Almost every living creature has to sleep. We need 7-8 hours every night to regenerate our systems. If you are getting half of that (or less), insomnia could be a reality for you. If this is a problem you’re facing, it’s a large scale problem. Follow these guidelines to enjoy a restful night.
The television and computer should be turned off prior to your scheduled sleep time. Both of these electronics can keep you alert. When you turn them off, your body can begin to wind down. Don’t use these devices late into the night.
The type of clocks you use in your home may be contributing to insomnia-related stress. If you are constantly staring at them, they will distract you. Noisy and bright clocks need to be replaced.
Monitor your room’s temperature and ventilation. Rooms that are too warm will make sleeping difficult. Sleep will be even more difficult in those conditions. A thermostat that is set at about 65 degrees produces the best sleeping conditions. Have enough blankets to layer yourself appropriately into a good comfort zone.
Get a ritual in place when you go to bed if you’re having insomnia troubles. Your routine will be a cue for your body and mind that’s it is time to get some sleep. After doing this you should get sleepy when you’re done with your rituals and that will keep insomnia away for good.
RLS (Restless Legs Syndrome) can make your legs feel uncomfortable. This condition leads to a lot of discomfort in your legs. This may add to your insomnia, and it is something your doctor should help you with.
Some people that suffer with insomnia also suffer from arthritis. Arthritis pain is serious enough to prevent sleep at night. If you are being kept awake by arthritis, relaxation techniques, hot baths, and ibuprofen have all been shown to reduce pain and make it easier to sleep.
If you’re dealing with insomnia, stay away from fluids several hours before going to sleep. The more fluids you drink, the more you’ll be driven from your bed to the bathroom. Any little sleep interruption can cause full-blown insomnia to occur. To prevent this, don’t drink anything for several hours before going to bed.
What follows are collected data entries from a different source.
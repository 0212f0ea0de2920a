//! `idf list` command - ranked idea listing

use console::style;
use miette::{IntoDiagnostic, Result};
use serde::Serialize;

use crate::cli::helpers::{load_config, open_portfolio, output_format};
use crate::cli::table::{TableFormatter, TableRow, IDEA_COLUMNS};
use crate::cli::{GlobalOpts, OutputFormat};
use crate::core::catalog::find_cluster;
use crate::core::entity::{Classification, Status};
use crate::core::ranking::{parse_selector, RankedRow, SortDirection, SortKey, SortState};
use crate::core::Filter;
use crate::entities::record::Record;

/// Filter options shared by listing commands
#[derive(clap::Args, Debug, Clone, Default)]
pub struct FilterArgs {
    /// Only ideas in this cluster (name or id, "all" for any)
    #[arg(long, short = 'c')]
    pub cluster: Option<String>,

    /// Only ideas with this status (under-review, approved, cancelled, completed)
    #[arg(long, short = 's')]
    pub status: Option<String>,

    /// Only ideas in this tier (very-high, high, medium, low)
    #[arg(long, short = 't')]
    pub tier: Option<String>,

    /// Case-insensitive text search over name and description
    #[arg(long)]
    pub search: Option<String>,
}

impl FilterArgs {
    /// Build the ranking filter, rejecting unknown selectors
    pub fn to_filter(&self) -> Result<Filter> {
        let cluster = match self.cluster.as_deref() {
            Some(raw) => parse_selector::<String>(raw)
                .map_err(|e| miette::miette!("{}", e))?
                .map(|name| {
                    find_cluster(&name)
                        .map(|c| c.short_title.to_string())
                        .unwrap_or(name)
                }),
            None => None,
        };
        let status = match self.status.as_deref() {
            Some(raw) => parse_selector::<Status>(raw).map_err(|e| miette::miette!("{}", e))?,
            None => None,
        };
        let classification = match self.tier.as_deref() {
            Some(raw) => {
                parse_selector::<Classification>(raw).map_err(|e| miette::miette!("{}", e))?
            }
            None => None,
        };
        let search = self
            .search
            .as_deref()
            .map(str::trim)
            .filter(|s| !s.is_empty())
            .map(str::to_string);

        Ok(Filter {
            cluster,
            status,
            classification,
            search,
        })
    }
}

/// Sort options shared by listing commands
#[derive(clap::Args, Debug, Clone)]
pub struct SortArgs {
    /// Sort key: total, name, revenue, created, cluster, status, a criterion id or score_N
    #[arg(long, default_value = "total")]
    pub sort: String,

    /// Sort ascending instead of descending
    #[arg(long)]
    pub asc: bool,
}

impl SortArgs {
    pub fn to_sort(&self) -> Result<SortState> {
        let key: SortKey = self.sort.parse().map_err(|e: String| {
            miette::miette!(
                help = format!(
                    "Valid keys: {}",
                    SortKey::all()
                        .iter()
                        .map(|k| k.to_string())
                        .collect::<Vec<_>>()
                        .join(", ")
                ),
                "{}",
                e
            )
        })?;
        let direction = if self.asc {
            SortDirection::Ascending
        } else {
            SortDirection::Descending
        };
        Ok(SortState { key, direction })
    }
}

#[derive(clap::Args, Debug)]
pub struct ListArgs {
    #[command(flatten)]
    pub filter: FilterArgs,

    #[command(flatten)]
    pub sort: SortArgs,

    /// Page to show (10 ideas per page)
    #[arg(long, short = 'p', default_value_t = 1)]
    pub page: usize,

    /// Show every matching idea without paging
    #[arg(long, conflicts_with = "page")]
    pub all: bool,

    /// Print only the number of matching ideas
    #[arg(long)]
    pub count: bool,
}

/// Machine-readable listing entry: the record plus its derived values
#[derive(Debug, Serialize)]
#[serde(rename_all = "camelCase")]
pub struct ListedIdea {
    #[serde(flatten)]
    pub record: Record,
    pub total_score: u32,
    pub classification: Classification,
    #[serde(skip_serializing_if = "std::ops::Not::not")]
    pub unsaved: bool,
}

impl From<RankedRow> for ListedIdea {
    fn from(row: RankedRow) -> Self {
        Self {
            record: row.record,
            total_score: row.total,
            classification: row.classification,
            unsaved: row.dirty,
        }
    }
}

pub async fn run(args: ListArgs, global: &GlobalOpts) -> Result<()> {
    let config = load_config(global);
    let format = output_format(global, &config, OutputFormat::Tsv);

    let filter = args.filter.to_filter()?;
    let sort = args.sort.to_sort()?;

    let mut portfolio = open_portfolio(global).await?;
    portfolio.set_filter(filter);
    portfolio.set_sort(sort);
    portfolio.set_page(args.page);

    let (rows, page, page_count, matched) = if args.all {
        let rows = portfolio.ranked();
        let matched = rows.len();
        (rows, 1, 1, matched)
    } else {
        let view = portfolio.view();
        (view.rows, view.page, view.page_count, view.matched)
    };

    if args.count {
        println!("{}", matched);
        return Ok(());
    }

    if rows.is_empty() {
        match format {
            OutputFormat::Json => println!("[]"),
            OutputFormat::Yaml => println!("[]"),
            _ => {
                println!("No ideas found.");
                if !portfolio.view_state().filter.is_empty() {
                    println!();
                    println!("{}", style("Try relaxing the filters, or use 'all'.").dim());
                }
            }
        }
        return Ok(());
    }

    print_rows(rows, format, global)?;

    if format == OutputFormat::Tsv && !global.quiet && !args.all && page_count > 1 {
        println!(
            "{}",
            style(format!(
                "Page {} of {} ({} matching, {} total). Use --page N or --all.",
                page,
                page_count,
                matched,
                portfolio.len()
            ))
            .dim()
        );
    }

    Ok(())
}

/// Print ranked rows in the requested format
pub fn print_rows(rows: Vec<RankedRow>, format: OutputFormat, global: &GlobalOpts) -> Result<()> {
    match format {
        OutputFormat::Json => {
            let ideas: Vec<ListedIdea> = rows.into_iter().map(ListedIdea::from).collect();
            let json = serde_json::to_string_pretty(&ideas).into_diagnostic()?;
            println!("{}", json);
        }
        OutputFormat::Yaml => {
            let ideas: Vec<ListedIdea> = rows.into_iter().map(ListedIdea::from).collect();
            let yaml = serde_yml::to_string(&ideas).into_diagnostic()?;
            print!("{}", yaml);
        }
        _ => {
            let table_rows: Vec<TableRow> = rows.iter().map(TableRow::from_ranked).collect();
            let mut formatter = TableFormatter::new(IDEA_COLUMNS, "idea");
            if global.quiet {
                formatter = formatter.without_summary();
            }
            formatter.output(&table_rows, format);
        }
    }
    Ok(())
}

#[cfg(test)]
mod tests {
    use super::*;

    #[test]
    fn test_filter_args_all_disables_predicates() {
        let args = FilterArgs {
            cluster: Some("all".to_string()),
            status: Some("ALL".to_string()),
            tier: None,
            search: Some("  ".to_string()),
        };
        assert!(args.to_filter().unwrap().is_empty());
    }

    #[test]
    fn test_filter_args_resolves_cluster_id() {
        let args = FilterArgs {
            cluster: Some("smart-home".to_string()),
            tier: Some("very-high".to_string()),
            ..Default::default()
        };
        let filter = args.to_filter().unwrap();
        assert_eq!(filter.cluster.as_deref(), Some("Smart Home"));
        assert_eq!(filter.classification, Some(Classification::VeryHigh));
    }

    #[test]
    fn test_filter_args_rejects_unknown_status() {
        let args = FilterArgs {
            status: Some("shipped".to_string()),
            ..Default::default()
        };
        assert!(args.to_filter().is_err());
    }

    #[test]
    fn test_sort_args() {
        let args = SortArgs {
            sort: "revenue".to_string(),
            asc: true,
        };
        let sort = args.to_sort().unwrap();
        assert_eq!(sort.key, SortKey::Revenue);
        assert_eq!(sort.direction, SortDirection::Ascending);

        let args = SortArgs {
            sort: "bogus".to_string(),
            asc: false,
        };
        assert!(args.to_sort().is_err());
    }
}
Do not bring tablets and laptops into the bedroom. It’s sometimes hard to keep these things out of your bed, but know they may keep you up. Leave them elsewhere and focus on sleep instead. Allow yourself to rest and prepare for sleep.
Create a diary with your sleep patterns to find any problems that you could be having. Include all of the foods that you ate during the day. Compare what your day was like to the amount of sleep that you got that night. By understanding what factors help you get more or less rest, you can make necessary changes.
Make sure you are going to bed at about the same time each night. You may not like routines, but your body does. Your body works best on a set schedule. If you maintain a certain bedtime every night, your body will start to relax and unwind at that hour every night.
Not all the tips listed above will be the right match for you. That is why you have to try them all. Do not stress, insomnia is a temporary setback that can be beaten. When you start tackling insomnia head on, you’ll eventually win out against it.